By the calendar, I’ve been considered an adult for some time now, but one might have a hard time guessing my age from the bag I toted out of the library. On this trip, it contained books from the easy reader to adult, from fiction to non-fiction, from prose to poetry:
• War and Peace – Leo Tolstoy
• Charles Dickens: A Life – Claire Tomalin
• Wonderstruck – Brian Selznick
• Never Knowing – Chevy Stevens
• The Forest Lover – Susan Vreeland
• Drawing from Memory – Allen Say
• Built – David Macaulay
• The Underneath – Kathi Appelt
• The Battlefield Ghost – Margery Cuyler
• Trapped: How the World Rescued 33 Miners from 2,000 Feet below the Chilean Desert – Marc Aronson
• The Poet Slave of Cuba; a Biography of Juan Francisco Manzano – Margarita Engle
A couple of days later I added the other books they had to order from within the Lamar County system:
• Secrets of a Civil War Submarine – Sally M. Walker
• Tracking Trash – Loree Griffin Burns
• Grandfather’s Journey – Allen Say
You might ask which are for business and which are for pleasure. I would answer, “All of them.” For business, because a writer must be a reader. For pleasure, because I don’t have a specific reading list and can read whatever excites my fancy. At this point, I’m sure you are wanting my job, but that’s before I get into rejection letters. I’ll save that for a different blog.

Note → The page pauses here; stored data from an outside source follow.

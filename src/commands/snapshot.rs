//! Default command: sample once, print the report, exit.

use std::io::{self, Write};

use anyhow::Result;

use crate::core::snapshot::SnapshotCollector;
use crate::ui::report::{render_header, render_report};

/// Execute the snapshot command
///
/// Never fails on probe errors; a broken stdout is logged and ignored so the
/// process still exits successfully.
pub fn execute() -> Result<()> {
    emit(&render_header());

    let mut collector = SnapshotCollector::new();
    let snapshot = collector.collect();

    emit(&render_report(&snapshot));
    Ok(())
}

fn emit(text: &str) {
    let mut stdout = io::stdout().lock();
    if let Err(e) = stdout.write_all(text.as_bytes()).and_then(|_| stdout.flush()) {
        log::warn!("Failed to write report: {}", e);
    }
}
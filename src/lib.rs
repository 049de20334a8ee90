// hoi-ola Library - Public API

// Re-export error types
pub mod error;
pub use error::{HoiError, Result};

// Module declarations
pub mod commands;
pub mod core;
pub mod platform;
pub mod ui;

// Re-export commonly used types
pub use crate::core::config::ProbeConfig;
pub use crate::core::snapshot::{Snapshot, SnapshotCollector};

// Initialize logging (stderr, filtered by RUST_LOG, warn by default)
pub fn init_logging() {
    env_logger::Builder::from_env(env_logger::Env::default().default_filter_or("warn")).init();
}
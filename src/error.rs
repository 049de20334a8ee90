use std::io;
use thiserror::Error;

/// Custom error type for hoi-ola probes
#[derive(Error, Debug)]
pub enum HoiError {
    #[error("IO error: {0}")]
    Io(#[from] io::Error),

    #[error("Command error: {0}")]
    Command(String),

    #[error("Parse error: {0}")]
    Parse(String),

    #[error("Sensor unavailable: {0}")]
    SensorUnavailable(String),

    #[error("Metric collection failed: {0}")]
    MetricCollection(String),
}

/// Result type alias for hoi-ola
pub type Result<T> = std::result::Result<T, HoiError>;

impl HoiError {
    /// Create a command error
    pub fn command<S: Into<String>>(msg: S) -> Self {
        HoiError::Command(msg.into())
    }

    /// Create a parse error
    pub fn parse<S: Into<String>>(msg: S) -> Self {
        HoiError::Parse(msg.into())
    }

    pub fn sensor_unavailable<S: Into<String>>(msg: S) -> Self {
        HoiError::SensorUnavailable(msg.into())
    }

    pub fn metric_collection<S: Into<String>>(msg: S) -> Self {
        HoiError::MetricCollection(msg.into())
    }
}
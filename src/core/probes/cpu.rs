//! CPU temperature probe.
//!
//! Sensor files are tried first; when none of them yields a plausible value
//! the output of `sensors` is scanned for a labelled reading.

use super::temperature_file::read_temperature_file;
use crate::core::config::ProbeConfig;
use crate::platform::CommandRunner;

/// Line labels that mark a CPU reading in `sensors` output (case-sensitive)
pub const CPU_LINE_LABELS: [&str; 4] = ["CPU", "Package", "Tdie", "Core"];

const DEGREE_MARKER: &str = "°C";

/// CPU temperature in Celsius, or 0.0 when nothing could be read.
pub fn cpu_temperature(config: &ProbeConfig, runner: &dyn CommandRunner) -> f64 {
    read_cpu_temperature(config, runner).unwrap_or(0.0)
}

/// Same fallback chain as [`cpu_temperature`], with absence made explicit.
pub fn read_cpu_temperature(config: &ProbeConfig, runner: &dyn CommandRunner) -> Option<f64> {
    for path in &config.cpu_sensor_paths {
        if let Some(celsius) = read_temperature_file(path) {
            log::debug!("CPU temperature from {}", path.display());
            return Some(celsius);
        }
    }

    let output = match runner.run(&config.sensors_command) {
        Ok(output) => output,
        Err(e) => {
            log::debug!("CPU temperature fallback unavailable: {}", e);
            return None;
        }
    };

    let celsius = parse_sensors_output(&output);
    if celsius.is_none() {
        log::debug!(
            "No CPU temperature found in `{}` output",
            config.sensors_command.display()
        );
    }
    celsius
}

/// First temperature token on the first qualifying line of `sensors` output.
pub fn parse_sensors_output(output: &str) -> Option<f64> {
    output
        .lines()
        .filter(|line| CPU_LINE_LABELS.iter().any(|label| line.contains(label)))
        .find_map(parse_temperature_tokens)
}

fn parse_temperature_tokens(line: &str) -> Option<f64> {
    line.split_whitespace()
        .filter(|token| token.contains(DEGREE_MARKER))
        .find_map(|token| {
            token
                .replace(DEGREE_MARKER, "")
                .replace('+', "")
                .parse::<f64>()
                .ok()
        })
}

Even if you have been a grown-up for a while, I hope you ask my second question when you go to the library. I also suggest spending some serious time with Jerry Pinckney’s picture book The Lion and the Mouse, which has not a word of text or find Mo Willems’s book to learn why he doesn’t want to let the pigeon drive the bus. Moving into more text, read some books by Richard Peck, Gary Schmidt, or Kimberly Willis Holt, who know how to tell a good story. There’s no way to make a complete list of good books written by excellent authors so just troll through the children’s, middle grade, and young adult sections of your library. Your librarian can match you up with books you will enjoy. The secret that some of the best artists today are painting for picture books and some of the best writers are doing their work for children and young adults is far too well kept.
Libraries have come a long way from the days when I waited for the bookmobile that came every two weeks – except when it didn’t – and limited me to two books at a time. My library’s limit is 30 books, and they seem to have no concern for my reading level. They have never even looked at me funny for checking out picture books.